Tally the lines below that include the string "static". Reply with the total only.
Segment Start: PROVIDED RECORDS
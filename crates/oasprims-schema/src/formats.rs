use std::collections::HashMap;
use std::fmt;
use std::sync::Arc;

use base64::Engine as _;
use chrono::{DateTime, NaiveDate};
use uuid::Uuid;

use crate::value::TypedValue;

type Checker = dyn Fn(&str) -> bool + Send + Sync;
type Converter = dyn Fn(&str) -> Option<TypedValue> + Send + Sync;

/// A named string format: a checker used during validation and a converter
/// applied to valid strings during unmarshaling.
#[derive(Clone)]
pub struct Format {
    checker: Arc<Checker>,
    converter: Arc<Converter>,
}

impl Format {
    pub fn new<C, F>(checker: C, converter: F) -> Self
    where
        C: Fn(&str) -> bool + Send + Sync + 'static,
        F: Fn(&str) -> Option<TypedValue> + Send + Sync + 'static,
    {
        Self {
            checker: Arc::new(checker),
            converter: Arc::new(converter),
        }
    }

    pub fn check(&self, value: &str) -> bool {
        (self.checker)(value)
    }

    pub fn convert(&self, value: &str) -> Option<TypedValue> {
        (self.converter)(value)
    }

    pub(crate) fn checker(&self) -> Arc<Checker> {
        Arc::clone(&self.checker)
    }
}

impl fmt::Debug for Format {
    fn fmt(&self, f: &mut fmt::Formatter<'_>) -> fmt::Result {
        f.debug_struct("Format").finish_non_exhaustive()
    }
}

/// Name-keyed registry of formats.
///
/// [`FormatRegistry::default`] knows `date`, `date-time`, `uuid` and `byte`.
/// [`FormatRegistry::empty`] knows nothing, which turns format handling off.
#[derive(Clone)]
pub struct FormatRegistry {
    formats: HashMap<String, Format>,
}

impl FormatRegistry {
    /// A registry without any formats.
    pub fn empty() -> Self {
        Self {
            formats: HashMap::new(),
        }
    }

    /// Register (or replace) a format.
    pub fn register(&mut self, name: impl Into<String>, format: Format) {
        self.formats.insert(name.into(), format);
    }

    /// Builder form of [`FormatRegistry::register`].
    pub fn with_format(mut self, name: impl Into<String>, format: Format) -> Self {
        self.register(name, format);
        self
    }

    pub fn get(&self, name: &str) -> Option<&Format> {
        self.formats.get(name)
    }

    pub fn contains(&self, name: &str) -> bool {
        self.formats.contains_key(name)
    }

    pub fn is_empty(&self) -> bool {
        self.formats.is_empty()
    }

    pub fn len(&self) -> usize {
        self.formats.len()
    }

    /// Registered format names, sorted.
    pub fn names(&self) -> Vec<&str> {
        let mut names: Vec<&str> = self.formats.keys().map(String::as_str).collect();
        names.sort_unstable();
        names
    }

    pub(crate) fn iter(&self) -> impl Iterator<Item = (&str, &Format)> {
        self.formats.iter().map(|(name, format)| (name.as_str(), format))
    }
}

impl Default for FormatRegistry {
    fn default() -> Self {
        Self::empty()
            .with_format(
                "date",
                Format::new(
                    |s| parse_full_date(s).is_some(),
                    |s| parse_full_date(s).map(TypedValue::Date),
                ),
            )
            .with_format(
                "date-time",
                Format::new(
                    |s| DateTime::parse_from_rfc3339(s).is_ok(),
                    |s| DateTime::parse_from_rfc3339(s).ok().map(TypedValue::DateTime),
                ),
            )
            .with_format(
                "uuid",
                Format::new(
                    |s| parse_hyphenated_uuid(s).is_some(),
                    |s| parse_hyphenated_uuid(s).map(TypedValue::Uuid),
                ),
            )
            .with_format(
                "byte",
                Format::new(
                    |s| decode_base64(s).is_some(),
                    |s| decode_base64(s).map(TypedValue::Bytes),
                ),
            )
    }
}

impl fmt::Debug for FormatRegistry {
    fn fmt(&self, f: &mut fmt::Formatter<'_>) -> fmt::Result {
        f.debug_struct("FormatRegistry")
            .field("formats", &self.names())
            .finish()
    }
}

/// RFC 3339 `full-date`: exactly `YYYY-MM-DD`.
fn parse_full_date(s: &str) -> Option<NaiveDate> {
    let bytes = s.as_bytes();
    let shaped = bytes.len() == 10
        && bytes[4] == b'-'
        && bytes[7] == b'-'
        && bytes
            .iter()
            .enumerate()
            .all(|(i, b)| i == 4 || i == 7 || b.is_ascii_digit());
    if !shaped {
        return None;
    }
    NaiveDate::parse_from_str(s, "%Y-%m-%d").ok()
}

fn parse_hyphenated_uuid(s: &str) -> Option<Uuid> {
    if s.len() != 36 {
        return None;
    }
    Uuid::try_parse(s).ok()
}

fn decode_base64(s: &str) -> Option<Vec<u8>> {
    base64::engine::general_purpose::STANDARD.decode(s).ok()
}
Segment End: PROVIDED RECORDS
• RESULT OF THIS EXERCISE: 2